Isolation of skin-infiltrating leukocytes in murine psoriasis

Skin-infiltrating leukocytes were isolated from the back skin or left ear skin of IMQ-induces psoriasis mice (28 (link)). After 7 days of IMQ application, the 1 cm² area from the mouse back skin and left ear were cut off, removed with remaining IMQ cream by HBSS (Gibco) wash and separated with epidermis and dermis using curved forceps.
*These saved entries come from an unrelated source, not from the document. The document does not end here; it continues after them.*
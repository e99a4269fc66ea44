// src/repositories/pet_repository.rs
//
// Pet persistence: the `pets` collection schema bound to the generic
// store repository. Validation messages are user-facing.

use std::sync::Arc;

use super::store_repository::StoreRepository;
use crate::db::{CollectionSchema, DocumentStore, FieldRule};
use crate::domain::Pet;
use crate::error::AppResult;

pub const PETS_COLLECTION: &str = "pets";

pub type PetRepository = StoreRepository<Pet>;

pub fn pet_schema() -> CollectionSchema {
    CollectionSchema::new(PETS_COLLECTION)
        .field(
            FieldRule::string("name")
                .required("Please provide a name for this pet.")
                .max_length(60, "Name cannot be more than 60 characters"),
        )
        .field(
            FieldRule::string("owner_name")
                .required("Please provide the pet owner's name")
                .max_length(60, "Owner's Name cannot be more than 60 characters"),
        )
        .field(
            FieldRule::string("species")
                .required("Please specify the species of your pet.")
                .max_length(40, "Species specified cannot be more than 40 characters"),
        )
        .field(FieldRule::number("age"))
        .field(FieldRule::boolean("poddy_trained"))
        .field(FieldRule::string_array("diet"))
        .field(FieldRule::string_array("image_url").required("Please provide an image url for this pet."))
        .field(FieldRule::string_array("images"))
        .field(FieldRule::string_array("likes"))
        .field(FieldRule::string_array("dislikes"))
        .with_timestamps()
}

impl StoreRepository<Pet> {
    pub fn pets(store: Arc<dyn DocumentStore>) -> AppResult<Self> {
        Self::new(store, pet_schema())
    }
}

#[cfg(test)]
mod tests {
    use super::*;
    use crate::db::{MemoryDocumentStore, ObjectId};
    use crate::domain::{DirtyTrackable, Entity, PetPatch, Serializable};
    use crate::error::{AppError, StoreError};
    use crate::repositories::{Repository, SearchOptions};
    use serde_json::{json, Map};
    use std::time::Duration;

    fn repository() -> (Arc<MemoryDocumentStore>, PetRepository) {
        let store = Arc::new(MemoryDocumentStore::new());
        let repo = PetRepository::pets(store.clone()).unwrap();
        (store, repo)
    }

    fn rex() -> Pet {
        Pet::from_value(json!({
            "name": "Rex",
            "owner_name": "Ana",
            "species": "Dog",
            "age": 3,
            "poddy_trained": true,
            "image_url": "data:image/png;base64,AAA",
            "likes": ["balls"]
        }))
    }

    fn violated_fields(err: &AppError) -> Vec<String> {
        match err.store_error() {
            Some(StoreError::Validation { violations, .. }) => {
                violations.iter().map(|v| v.field.clone()).collect()
            }
            other => panic!("expected validation failure, got {:?}", other),
        }
    }

    #[tokio::test]
    async fn test_rex_lifecycle() {
        let (store, repo) = repository();

        let created = repo.create(&mut rex()).await.unwrap();
        assert!(ObjectId::is_valid(created.id()));
        assert_eq!(created.images(), ["data:image/png;base64,AAA".to_string()]);

        let mut loaded = repo.find_by_key(created.id()).await.unwrap().unwrap();
        assert_eq!(loaded.to_json(), created.to_json());

        tokio::time::sleep(Duration::from_millis(5)).await;
        loaded.update(PetPatch {
            name: Some("Rex2".to_string()),
            ..Default::default()
        });
        let updated = repo.update(&mut loaded).await.unwrap();
        assert_eq!(updated.name(), "Rex2");
        assert_eq!(updated.id(), created.id());
        assert_eq!(updated.images(), created.images());
        assert!(updated.updated_at() > created.updated_at());
        assert!(!loaded.is_dirty());

        let mut by_id = Map::new();
        by_id.insert("id".to_string(), json!(created.id()));
        assert_eq!(repo.delete(by_id, false).await.unwrap(), 1);

        assert!(repo.find_by_key(created.id()).await.unwrap().is_none());
        assert_eq!(store.len(PETS_COLLECTION).await, 0);
    }

    #[tokio::test]
    async fn test_stored_document_shape() {
        let (store, repo) = repository();
        let created = repo.create(&mut rex()).await.unwrap();

        let id = ObjectId::parse(created.id()).unwrap();
        let raw = store.find_by_id(&pet_schema(), &id).await.unwrap().unwrap();

        assert_eq!(raw["_id"], json!(created.id()));
        assert_eq!(raw["__v"], json!(0));
        assert_eq!(raw["image_url"], json!(["data:image/png;base64,AAA"]));
        assert_eq!(raw["images"], raw["image_url"]);
        assert!(raw["createdAt"].is_string());
        assert!(!raw.contains_key("id"));
    }

    #[tokio::test]
    async fn test_missing_required_fields_are_rejected() {
        let (store, repo) = repository();
        let mut incomplete = Pet::from_value(json!({ "name": "Rex" }));

        let err = repo.create(&mut incomplete).await.unwrap_err();

        assert_eq!(violated_fields(&err), vec!["owner_name", "species", "image_url"]);
        assert_eq!(store.len(PETS_COLLECTION).await, 0);
    }

    #[tokio::test]
    async fn test_length_limits_are_enforced() {
        let (_, repo) = repository();
        let created = repo.create(&mut rex()).await.unwrap();

        let mut pet = repo.find_by_key(created.id()).await.unwrap().unwrap();
        pet.update(PetPatch {
            species: Some("x".repeat(41)),
            ..Default::default()
        });
        let err = repo.update(&mut pet).await.unwrap_err();
        assert_eq!(violated_fields(&err), vec!["species"]);

        let stored = repo
            .find_one(SearchOptions::new().where_eq("id", created.id()))
            .await
            .unwrap()
            .unwrap();
        assert_eq!(stored.species(), "Dog");
    }
}
// src/db/memory_store.rs
//
// In-process document store. Collections keep insertion order.

use std::collections::HashMap;

use async_trait::async_trait;
use tokio::sync::RwLock;

use super::document_store::{Document, DocumentStore, Filter, FindQuery, UpdateOutcome, UpdateSpec};
use super::object_id::ObjectId;
use super::query::{matches, select};
use super::schema::{document_id, CollectionSchema};
use crate::error::{StoreError, StoreResult};

#[derive(Debug, Default)]
pub struct MemoryDocumentStore {
    collections: RwLock<HashMap<String, Vec<Document>>>,
}

impl MemoryDocumentStore {
    pub fn new() -> Self {
        Self::default()
    }

    /// Number of documents currently stored in `collection`
    pub async fn len(&self, collection: &str) -> usize {
        self.collections
            .read()
            .await
            .get(collection)
            .map_or(0, Vec::len)
    }
}

#[async_trait]
impl DocumentStore for MemoryDocumentStore {
    async fn insert(&self, schema: &CollectionSchema, document: Document) -> StoreResult<Document> {
        let (id, document) = schema.prepare_insert(document)?;

        let mut collections = self.collections.write().await;
        let documents = collections.entry(schema.name().to_string()).or_default();

        if documents.iter().any(|d| document_id(d) == Some(id.as_str())) {
            return Err(StoreError::DuplicateKey {
                collection: schema.name().to_string(),
                id,
            });
        }

        documents.push(document.clone());
        Ok(document)
    }

    async fn find(
        &self,
        schema: &CollectionSchema,
        filter: &Filter,
        query: &FindQuery,
    ) -> StoreResult<Vec<Document>> {
        let collections = self.collections.read().await;
        Ok(collections
            .get(schema.name())
            .map(|documents| select(documents, filter, query))
            .unwrap_or_default())
    }

    async fn find_by_id(&self, schema: &CollectionSchema, id: &ObjectId) -> StoreResult<Option<Document>> {
        let collections = self.collections.read().await;
        Ok(collections.get(schema.name()).and_then(|documents| {
            documents
                .iter()
                .find(|d| document_id(d) == Some(id.as_str()))
                .cloned()
        }))
    }

    async fn count(&self, schema: &CollectionSchema, filter: &Filter) -> StoreResult<u64> {
        let collections = self.collections.read().await;
        Ok(collections
            .get(schema.name())
            .map_or(0, |documents| documents.iter().filter(|d| matches(d, filter)).count()) as u64)
    }

    async fn update_one(
        &self,
        schema: &CollectionSchema,
        filter: &Filter,
        update: &UpdateSpec,
    ) -> StoreResult<UpdateOutcome> {
        let mut collections = self.collections.write().await;
        let Some(documents) = collections.get_mut(schema.name()) else {
            return Ok(UpdateOutcome::default());
        };
        let Some(current) = documents.iter_mut().find(|d| matches(d, filter)) else {
            return Ok(UpdateOutcome::default());
        };

        let next = schema.prepare_update(current, update)?;
        let modified = next != *current;
        *current = next;

        Ok(UpdateOutcome {
            matched: 1,
            modified: modified as u64,
        })
    }

    async fn delete_many(&self, schema: &CollectionSchema, filter: &Filter) -> StoreResult<u64> {
        let mut collections = self.collections.write().await;
        let Some(documents) = collections.get_mut(schema.name()) else {
            return Ok(0);
        };

        let before = documents.len();
        documents.retain(|d| !matches(d, filter));
        Ok((before - documents.len()) as u64)
    }
}

#[cfg(test)]
mod tests {
    use super::*;
    use crate::db::schema::FieldRule;
    use serde_json::{json, Value};

    fn schema() -> CollectionSchema {
        CollectionSchema::new("pets")
            .field(FieldRule::string("name").required("name required"))
            .field(FieldRule::string_array("tags"))
            .with_timestamps()
    }

    fn doc(value: Value) -> Document {
        value.as_object().cloned().unwrap()
    }

    #[tokio::test]
    async fn test_insert_and_find_by_id() {
        let store = MemoryDocumentStore::new();
        let stored = store.insert(&schema(), doc(json!({ "name": "Rex" }))).await.unwrap();

        let id = ObjectId::parse(document_id(&stored).unwrap()).unwrap();
        let found = store.find_by_id(&schema(), &id).await.unwrap().unwrap();

        assert_eq!(found, stored);
        assert_eq!(store.len("pets").await, 1);
    }

    #[tokio::test]
    async fn test_insert_rejects_duplicate_and_invalid() {
        let store = MemoryDocumentStore::new();
        let first = doc(json!({ "_id": "65f0c0ffee0000000000beef", "name": "Rex" }));
        store.insert(&schema(), first.clone()).await.unwrap();

        let duplicate = store.insert(&schema(), first).await;
        assert!(matches!(duplicate, Err(StoreError::DuplicateKey { .. })));

        let invalid = store.insert(&schema(), doc(json!({ "tags": ["x"] }))).await;
        assert!(matches!(invalid, Err(StoreError::Validation { .. })));
        assert_eq!(store.len("pets").await, 1);
    }

    #[tokio::test]
    async fn test_update_one_reports_matched_and_modified() {
        let store = MemoryDocumentStore::new();
        let stored = store.insert(&schema(), doc(json!({ "name": "Rex" }))).await.unwrap();
        let by_id = doc(json!({ "_id": stored["_id"].clone() }));

        let outcome = store
            .update_one(&schema(), &by_id, &UpdateSpec::new().set("tags", json!("solo")).inc("__v", 1))
            .await
            .unwrap();
        assert_eq!(outcome, UpdateOutcome { matched: 1, modified: 1 });

        let found = store.find(&schema(), &by_id, &FindQuery::first()).await.unwrap();
        assert_eq!(found[0]["tags"], json!(["solo"]));
        assert_eq!(found[0]["__v"], json!(1));

        let missing = doc(json!({ "_id": "65f0c0ffee0000000000beef" }));
        let outcome = store
            .update_one(&schema(), &missing, &UpdateSpec::new().inc("__v", 1))
            .await
            .unwrap();
        assert_eq!(outcome, UpdateOutcome::default());
    }

    #[tokio::test]
    async fn test_delete_many_and_count() {
        let store = MemoryDocumentStore::new();
        for name in ["Rex", "Tom", "Rex"] {
            store.insert(&schema(), doc(json!({ "name": name }))).await.unwrap();
        }

        let rex = doc(json!({ "name": "Rex" }));
        assert_eq!(store.count(&schema(), &rex).await.unwrap(), 2);
        assert_eq!(store.delete_many(&schema(), &rex).await.unwrap(), 2);
        assert_eq!(store.count(&schema(), &Filter::new()).await.unwrap(), 1);
        assert_eq!(store.delete_many(&schema(), &Filter::new()).await.unwrap(), 1);
        assert_eq!(store.len("pets").await, 0);
    }

    #[tokio::test]
    async fn test_unknown_collection_is_empty() {
        let store = MemoryDocumentStore::new();
        let other = CollectionSchema::new("owners");

        assert!(store.find(&other, &Filter::new(), &FindQuery::default()).await.unwrap().is_empty());
        assert_eq!(store.count(&other, &Filter::new()).await.unwrap(), 0);
        assert_eq!(store.delete_many(&other, &Filter::new()).await.unwrap(), 0);
    }
}
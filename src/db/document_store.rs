// src/db/document_store.rs
//
// Document store contract
//
// The store is an external collaborator: a handle is built once at startup
// and passed to every repository. Every call names the collection through
// its schema, which the store uses to cast and validate writes.

use std::collections::BTreeMap;

use async_trait::async_trait;
use serde_json::{Map, Value};

use super::object_id::ObjectId;
use super::schema::CollectionSchema;
use crate::error::StoreResult;

/// A stored record as the store sees it
pub type Document = Map<String, Value>;

/// Field-equality filter; an empty filter matches everything
pub type Filter = Map<String, Value>;

/// Native sort direction
#[derive(Debug, Clone, Copy, PartialEq, Eq)]
pub enum SortOrder {
    Ascending,
    Descending,
}

#[derive(Debug, Clone, Default, PartialEq)]
pub struct FindQuery {
    pub sort: Vec<(String, SortOrder)>,
    pub skip: usize,
    pub limit: Option<usize>,
}

impl FindQuery {
    /// At most one document
    pub fn first() -> Self {
        Self {
            limit: Some(1),
            ..Default::default()
        }
    }

    pub fn sorted(mut self, sort: Vec<(String, SortOrder)>) -> Self {
        self.sort = sort;
        self
    }

    pub fn page(mut self, skip: usize, limit: usize) -> Self {
        self.skip = skip;
        self.limit = Some(limit);
        self
    }
}

/// `$set` + `$inc` applied to a single document
#[derive(Debug, Clone, Default, PartialEq)]
pub struct UpdateSpec {
    pub set: Document,
    pub inc: BTreeMap<String, i64>,
}

impl UpdateSpec {
    pub fn new() -> Self {
        Self::default()
    }

    pub fn set(mut self, key: impl Into<String>, value: Value) -> Self {
        self.set.insert(key.into(), value);
        self
    }

    pub fn set_all(mut self, fields: Document) -> Self {
        self.set.extend(fields);
        self
    }

    pub fn inc(mut self, key: impl Into<String>, by: i64) -> Self {
        *self.inc.entry(key.into()).or_insert(0) += by;
        self
    }
}

#[derive(Debug, Clone, Copy, Default, PartialEq, Eq)]
pub struct UpdateOutcome {
    pub matched: u64,
    pub modified: u64,
}

#[cfg_attr(test, mockall::automock)]
#[async_trait]
pub trait DocumentStore: Send + Sync {
    /// Cast, validate and store a new document. Generates `_id` when absent.
    async fn insert(&self, schema: &CollectionSchema, document: Document) -> StoreResult<Document>;

    async fn find(
        &self,
        schema: &CollectionSchema,
        filter: &Filter,
        query: &FindQuery,
    ) -> StoreResult<Vec<Document>>;

    async fn find_by_id(&self, schema: &CollectionSchema, id: &ObjectId) -> StoreResult<Option<Document>>;

    async fn count(&self, schema: &CollectionSchema, filter: &Filter) -> StoreResult<u64>;

    /// Update the first document matching `filter`
    async fn update_one(
        &self,
        schema: &CollectionSchema,
        filter: &Filter,
        update: &UpdateSpec,
    ) -> StoreResult<UpdateOutcome>;

    async fn delete_many(&self, schema: &CollectionSchema, filter: &Filter) -> StoreResult<u64>;
}
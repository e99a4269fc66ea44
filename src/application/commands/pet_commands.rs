// src/application/commands/pet_commands.rs
//
// Pet Command Handlers
//
// RULES:
// - Accept ids and raw JSON bodies
// - Call the pet repository
// - Return DTOs in the ApiResponse envelope
// - Never contain business logic

use serde_json::{Map, Value};

use crate::application::{
    dto::*,
    error_handling::{ErrorResponse, ToErrorResponse},
    state::AppState,
};
use crate::db::ObjectId;
use crate::domain::{DirtyTrackable, Entity, Pet};
use crate::error::{AppError, AppResult};
use crate::repositories::{
    Page, PageCursor, Pagination, Repository, SearchOptions, DEFAULT_PAGE_SIZE,
};

type CommandResult<T> = Result<ApiResponse<T>, ErrorResponse>;

fn parse_id(pet_id: &str) -> Result<ObjectId, ErrorResponse> {
    ObjectId::parse(pet_id).ok_or_else(|| ErrorResponse::validation("Invalid ID".to_string()))
}

fn parse_body(body: Value) -> Result<Map<String, Value>, ErrorResponse> {
    match body {
        Value::Object(fields) => Ok(fields),
        other => Err(ErrorResponse::from_app_error(AppError::InvalidInput(format!(
            "Expected a JSON object, got {}",
            other
        )))),
    }
}

fn found(pet: Option<Pet>) -> AppResult<Pet> {
    pet.ok_or_else(|| AppError::NotFound(Pet::ENTITY_NAME.to_string()))
}

/// List pets, one page at a time
pub async fn list_pets(state: &AppState, query: ListPetsQuery) -> CommandResult<Page<PetDto>> {
    let mut options = SearchOptions::new();
    if let Some(page) = query.page {
        let page_size = query.limit.filter(|&n| n > 0).unwrap_or(DEFAULT_PAGE_SIZE);
        options = options.paginate(Pagination { page, page_size });
    } else {
        if let Some(limit) = query.limit {
            options = options.limit(limit);
        }
        if let Some(skip) = query.skip {
            options = options.skip(skip);
        }
    }
    if let Some(token) = query.cursor {
        let cursor = token
            .parse::<PageCursor>()
            .map_err(ErrorResponse::validation)?;
        options = options.cursor(cursor);
    }

    let page = state.pets().to_error_response()?.find(options).await.to_error_response()?;

    Ok(ApiResponse::ok(page.map(PetDto::from)))
}

/// Get a single pet by ID
pub async fn get_pet(state: &AppState, pet_id: &str) -> CommandResult<PetDto> {
    let id = parse_id(pet_id)?;

    let pet = state
        .pets()
        .to_error_response()?
        .find_by_key(id.as_str())
        .await
        .and_then(found)
        .to_error_response()?;

    Ok(ApiResponse::ok(PetDto::from(pet)))
}

/// Create a pet from a request body; `image_url` may be a string or a list
pub async fn create_pet(state: &AppState, body: Value) -> CommandResult<PetDto> {
    let mut pet = Pet::from_record(parse_body(body)?);

    let created = state
        .pets()
        .to_error_response()?
        .create(&mut pet)
        .await
        .to_error_response()?;

    log::info!("Pet {} created", created.id());
    Ok(ApiResponse::ok(PetDto::from(created)))
}

/// Apply a partial body to an existing pet
pub async fn update_pet(state: &AppState, pet_id: &str, body: Value) -> CommandResult<PetDto> {
    let id = parse_id(pet_id)?;
    let patch = parse_body(body)?;
    let repository = state.pets().to_error_response()?;

    let mut pet = repository
        .find_by_key(id.as_str())
        .await
        .and_then(found)
        .to_error_response()?;

    if !pet.update(patch) {
        log::debug!("Pet {} unchanged", pet.id());
    }

    let updated = repository.update(&mut pet).await.to_error_response()?;
    Ok(ApiResponse::ok(PetDto::from(updated)))
}

/// Delete a pet by ID
pub async fn delete_pet(state: &AppState, pet_id: &str) -> CommandResult<DeletedDto> {
    let id = parse_id(pet_id)?;

    let mut filter = Map::new();
    filter.insert("id".to_string(), Value::String(id.to_string()));

    let deleted = state
        .pets()
        .to_error_response()?
        .delete(filter, false)
        .await
        .to_error_response()?;

    Ok(ApiResponse::ok(DeletedDto { deleted }))
}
Separated epidermis and dermis were digested with Dispase II solution (5 mg/ml, Sigma Aldrich) at 37°C. After first digestion, the dermis was cut quickly into small pieces (< 0.5 mm) with curved scissors in Dermis Dissociation buffer (DMEM containing 1 mg/ml of collagenase P and 100 μg/ml of DNaseI (Hyclone, Roche) and incubated at 37°C for 1 hr. The fully digested dermal suspension was filtered through a 40-μm cell strainer (Falcon) and rinsed with DMEM medium containing 10% FBS (Hyclone). Isolated dermal-infiltrating leukocytes were collected by centrifugation. The epidermis, after first digestion, was cut quickly into small pieces (< 2 mm) with curved scissors and transferred to the 0.05% TE (Trypsin-EDTA, Hyclone) buffer and incubated at 37°C for 5 min. After incubation, trypsin neutralizing solution (5% FBS diluted with HBSS) was added to the fully digested epidermis, and the epidermal suspension was filtered through a 40-μm cell strainer (Falcon). Isolated epidermal-infiltrating leukocytes were collected by centrifugation.